John Muir, Scottish-born American naturalist, author, and early advocate of preservation of U.S. wilderness was born 21 April 1838, almost 100 years after William Bartram. He was drawn early to the natural world, and tirelessly crusaded for its preservation through his letters, essays, and books. His particular passion was the Sierra Nevada mountain range of California. He alone was largely responsible for saving the Yosemite Valley, Sequoia National Park and other wilderness areas.

In March of 1867, as a young man, he injured his right eye in an industrial accident, and vowed to go on a long walk if his vision recovered. By August, 1867, his vision had largely returned and he set off walking from Louisville, Kentucy, bound for Savanna, Georgia, and then Florida.

On October 15, 1867, he reached Amelia Island, describing the island as ‘a flat, watery, reedy coast with clumps of mangrove and forests of moss dressed strange trees appearing low in the distance.”

”…I step onto a rickety wharf. A few steps more take me to a rickety town Fernandina. I …make for the shady, gloomy groves.”

Departing “rickety” Fernandina, Muir followeed the track of David Yulee’s railroad across Florida to Cedar Key, where his journay ended. The journal of his long walk, entitled Thousand Mile Walk to t he Gulf, was not published until 1916.

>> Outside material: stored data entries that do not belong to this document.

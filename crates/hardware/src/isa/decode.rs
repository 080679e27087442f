//! Instruction decoding.
//!
//! The operand count of every instruction is carried in the two high bits of
//! its opcode. [`arity`] is the one place that rule lives; the engine and the
//! PC advance both derive instruction length from it.

use crate::common::constants::{ARITY_SHIFT, MAX_OPERANDS};
use crate::common::error::Trap;
use crate::soc::memory::Ram;

/// Number of operand bytes following `opcode` (`opcode >> 6`).
///
/// The field is two bits wide, so the result is in `0..=3`; no defined
/// opcode uses 3.
#[inline]
pub const fn arity(opcode: u8) -> usize {
    (opcode >> ARITY_SHIFT) as usize
}

/// A fetched instruction: its opcode and exactly `arity(opcode)` operands.
#[derive(Debug, Clone, Copy, PartialEq, Eq)]
pub struct Instruction {
    /// The raw opcode byte.
    pub opcode: u8,
    operands: [u8; MAX_OPERANDS],
    count: usize,
}

impl Instruction {
    /// Builds an instruction from an opcode and the operand bytes that follow it.
    ///
    /// Extra bytes beyond the opcode's arity are ignored; missing ones read as 0.
    pub fn new(opcode: u8, operands: &[u8]) -> Self {
        let count = arity(opcode).min(MAX_OPERANDS);
        let mut buf = [0; MAX_OPERANDS];
        for (slot, byte) in buf.iter_mut().zip(operands.iter().take(count)) {
            *slot = *byte;
        }
        Self {
            opcode,
            operands: buf,
            count,
        }
    }

    /// The operands, `arity` bytes long.
    pub fn operands(&self) -> &[u8] {
        &self.operands[..self.count]
    }

    /// Operand `idx`; 0 if the instruction has fewer operands.
    #[inline]
    pub fn operand(&self, idx: usize) -> u8 {
        self.operands().get(idx).copied().unwrap_or(0)
    }

    /// Operand `idx` interpreted as a register index.
    #[inline]
    pub fn reg(&self, idx: usize) -> usize {
        usize::from(self.operand(idx))
    }

    /// Encoded length in bytes: opcode plus operands.
    #[inline]
    pub const fn len(&self) -> usize {
        1 + self.count
    }

    /// Always `false`; an instruction is at least its opcode.
    #[inline]
    pub const fn is_empty(&self) -> bool {
        false
    }
}

/// Reads the operands of an already-fetched `opcode` located at `pc`.
///
/// # Errors
///
/// Returns [`Trap::AddressOutOfBounds`] if an operand lies past the end of memory.
pub fn fetch_operands(ram: &Ram, pc: usize, opcode: u8) -> Result<Instruction, Trap> {
    let count = arity(opcode).min(MAX_OPERANDS);
    let mut operands = [0; MAX_OPERANDS];
    for (i, slot) in operands.iter_mut().take(count).enumerate() {
        *slot = ram.read(pc + 1 + i)?;
    }
    Ok(Instruction::new(opcode, &operands))
}
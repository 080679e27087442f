//! Comparison flags register.
//!
//! The `FL` register holds the outcome of the most recent `CMP` in the
//! `00000LGE` layout. After a comparison exactly one of the three bits is
//! set; before the first comparison the register is zero.

use std::fmt;

use crate::common::constants::{FLAG_EQUAL, FLAG_GREATER, FLAG_LESS};
use crate::isa::dispatch::Condition;

/// The `FL` register.
#[derive(Debug, Clone, Copy, PartialEq, Eq, Hash, Default)]
pub struct Flags(u8);

impl Flags {
    /// Flags describing `a < b`.
    pub const LESS: Self = Self(FLAG_LESS);
    /// Flags describing `a > b`.
    pub const GREATER: Self = Self(FLAG_GREATER);
    /// Flags describing `a == b`.
    pub const EQUAL: Self = Self(FLAG_EQUAL);

    /// Flags from raw bits; bits outside `00000LGE` are dropped.
    pub const fn from_bits(bits: u8) -> Self {
        Self(bits & (FLAG_LESS | FLAG_GREATER | FLAG_EQUAL))
    }

    /// Raw register value.
    #[inline]
    pub const fn bits(self) -> u8 {
        self.0
    }

    /// Three-way comparison of two unsigned bytes.
    pub const fn compare(a: u8, b: u8) -> Self {
        if a > b {
            Self::GREATER
        } else if a == b {
            Self::EQUAL
        } else {
            Self::LESS
        }
    }

    /// `L` bit.
    #[inline]
    pub const fn less(self) -> bool {
        self.0 & FLAG_LESS != 0
    }

    /// `G` bit.
    #[inline]
    pub const fn greater(self) -> bool {
        self.0 & FLAG_GREATER != 0
    }

    /// `E` bit.
    #[inline]
    pub const fn equal(self) -> bool {
        self.0 & FLAG_EQUAL != 0
    }

    /// Whether a conditional jump on `cond` is taken with these flags.
    pub const fn satisfies(self, cond: Condition) -> bool {
        match cond {
            Condition::Equal => self.equal(),
            Condition::NotEqual => !self.equal(),
            Condition::Greater => self.greater(),
            Condition::Less => self.less(),
            Condition::LessOrEqual => self.less() || self.equal(),
            Condition::GreaterOrEqual => self.greater() || self.equal(),
        }
    }
}

impl fmt::Display for Flags {
    fn fmt(&self, f: &mut fmt::Formatter<'_>) -> fmt::Result {
        let bit = |set: bool, c: char| if set { c } else { '-' };
        write!(
            f,
            "{}{}{}",
            bit(self.less(), 'L'),
            bit(self.greater(), 'G'),
            bit(self.equal(), 'E')
        )
    }
}
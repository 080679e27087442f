//! Console trait for program output.
//!
//! PRN is the only instruction with an externally visible effect. Its output
//! goes through this trait so that the CLI can route it to a terminal while
//! tests and embedders capture it in memory.

use std::fmt::Debug;
use std::io;

/// Line-oriented sink receiving the values printed by the running program.
pub trait Console: Debug {
    /// Emits one printed value. Implementations write it as a decimal line.
    ///
    /// # Errors
    ///
    /// Propagates any failure of the underlying writer.
    fn emit(&mut self, value: u8) -> io::Result<()>;

    /// Flushes buffered output. The default does nothing.
    ///
    /// # Errors
    ///
    /// Propagates any failure of the underlying writer.
    fn flush(&mut self) -> io::Result<()> {
        Ok(())
    }
}
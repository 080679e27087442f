//! CPU Core Definition and Initialization.
//!
//! This module defines the central `Cpu` structure, the single owner of all
//! machine state. It coordinates the following:
//! 1. **State Management:** Registers, program counter, flags and run state.
//! 2. **Memory:** The flat RAM the program and the stack share.
//! 3. **Dispatch:** The opcode table consulted on every cycle.
//! 4. **Output:** The console PRN writes to.
//!
//! Handlers are methods taking `&mut self`, so every mutation goes through the
//! one exclusive borrow of the machine.

/// Fetch/decode/execute loop and instruction handlers.
pub mod execution;

/// Stack operations on top of RAM.
pub mod memory;

use crate::common::RegisterFile;
use crate::common::constants::TRACE_PREFIX;
use crate::common::error::Trap;
use crate::config::Config;
use crate::core::arch::flags::Flags;
use crate::isa::dispatch::DispatchTable;
use crate::soc::devices::StdConsole;
use crate::soc::memory::Ram;
use crate::soc::traits::Console;

pub use execution::StepOutcome;

/// Whether the machine is still executing.
#[derive(Debug, Clone, Copy, PartialEq, Eq, Default)]
pub enum RunState {
    /// Fetching and executing instructions.
    #[default]
    Running,
    /// Stopped by `HLT`.
    Halted,
}

/// Main CPU structure containing all machine state.
#[derive(Debug)]
pub struct Cpu {
    /// General-purpose registers; `R7` is the stack pointer.
    pub regs: RegisterFile,
    /// Address of the next instruction.
    pub pc: usize,
    /// Comparison flags.
    pub flags: Flags,
    /// Main memory.
    pub ram: Ram,
    /// Run state.
    pub state: RunState,
    fault: Option<Trap>,
    dispatch: DispatchTable,
    console: Box<dyn Console>,
}

impl Cpu {
    /// Creates a CPU whose console is stdout (or stderr, per configuration).
    pub fn new(config: &Config) -> Self {
        let console = StdConsole::new(config.machine.console_to_stderr);
        Self::with_console(config, Box::new(console))
    }

    /// Creates a CPU printing to `console`.
    ///
    /// Memory is zero-filled, every register is zero except the stack
    /// pointer, PC is 0 and the machine is `Running`.
    pub fn with_console(config: &Config, console: Box<dyn Console>) -> Self {
        Self {
            regs: RegisterFile::with_stack_pointer(config.machine.stack_pointer),
            pc: 0,
            flags: Flags::default(),
            ram: Ram::new(config.machine.memory_size),
            state: RunState::Running,
            fault: None,
            dispatch: DispatchTable::standard(),
            console,
        }
    }

    /// Copies a program image into memory starting at address 0.
    ///
    /// # Errors
    ///
    /// Returns [`Trap::AddressOutOfBounds`] if the image does not fit.
    pub fn load(&mut self, image: &[u8]) -> Result<(), Trap> {
        self.ram.load_image(image)
    }

    /// Whether `HLT` has executed.
    #[inline]
    pub fn is_halted(&self) -> bool {
        self.state == RunState::Halted
    }

    /// The trap that stopped the machine, if any.
    #[inline]
    pub fn fault(&self) -> Option<&Trap> {
        self.fault.as_ref()
    }

    /// The dispatch table this CPU was built with.
    pub fn dispatch(&self) -> &DispatchTable {
        &self.dispatch
    }

    /// Flushes the console.
    ///
    /// # Errors
    ///
    /// Returns [`Trap::ConsoleFailure`] if the console cannot be flushed.
    pub fn flush_console(&mut self) -> Result<(), Trap> {
        self.console
            .flush()
            .map_err(|e| Trap::ConsoleFailure(e.to_string()))
    }

    /// One-line state dump: PC, the next three memory cells, every register.
    ///
    /// Format: `TRACE: 00 | 82 00 08 | 00 00 00 00 00 00 00 F4`. Cells past
    /// the end of memory print as `--`.
    pub fn trace_line(&self) -> String {
        let cell = |offset: usize| {
            self.ram
                .peek(self.pc + offset)
                .map_or_else(|| "--".to_string(), |b| format!("{b:02X}"))
        };
        format!(
            "{TRACE_PREFIX} {:02X} | {} {} {} |{}",
            self.pc,
            cell(0),
            cell(1),
            cell(2),
            self.regs.dump()
        )
    }

    /// Writes the full machine state to stderr for post-mortem debugging.
    pub fn dump_state(&self) {
        eprintln!("{}", self.trace_line());
        eprintln!("  FL={} state={:?}", self.flags, self.state);
        if let Some(trap) = &self.fault {
            eprintln!("  fault: {trap}");
        }
        for (row, chunk) in self.ram.as_slice().chunks(16).enumerate() {
            let bytes: Vec<String> = chunk.iter().map(|b| format!("{b:02X}")).collect();
            eprintln!("  {:02X}: {}", row * 16, bytes.join(" "));
        }
    }
}
//! Machine-wide constants.
//!
//! This module collects the architectural constants of the LS-8. It defines:
//! 1. **Memory:** Size of the flat address space.
//! 2. **Registers:** Register count and the stack pointer convention.
//! 3. **Decode:** Bit layout used to derive operand counts from opcodes.
//! 4. **Flags:** Bit positions of the comparison flags.

/// Number of byte cells in the default address space.
pub const MEMORY_SIZE: usize = 256;

/// Number of general-purpose registers (`R0`-`R7`).
pub const NUM_REGISTERS: usize = 8;

/// Register reserved by convention as the stack pointer (`R7`).
pub const SP: usize = NUM_REGISTERS - 1;

/// Initial stack pointer value; the stack grows down from just below the top of memory.
pub const SP_INIT: u8 = 0xF4;

/// Shift that moves the operand-count field of an opcode into the low bits.
pub const ARITY_SHIFT: u32 = 6;

/// Maximum number of operand bytes any instruction carries.
pub const MAX_OPERANDS: usize = 2;

/// Less-than flag (`00000L00`).
pub const FLAG_LESS: u8 = 0b0000_0100;

/// Greater-than flag (`000000G0`).
pub const FLAG_GREATER: u8 = 0b0000_0010;

/// Equal flag (`0000000E`).
pub const FLAG_EQUAL: u8 = 0b0000_0001;

/// Prefix written at the start of every trace line.
pub const TRACE_PREFIX: &str = "TRACE:";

'Many good people believe that alligators were created by the Devil, thus accounting for their all-consuming appetite and ugliness. But doubtless these creatures are happy and fill the place assigned them by the great Creator of us all. Fierce and cruel they appear to us, but beautiful in the eyes of God. They, also, are his children, for He hears their cries, cares for them tenderly, and provides their daily bread.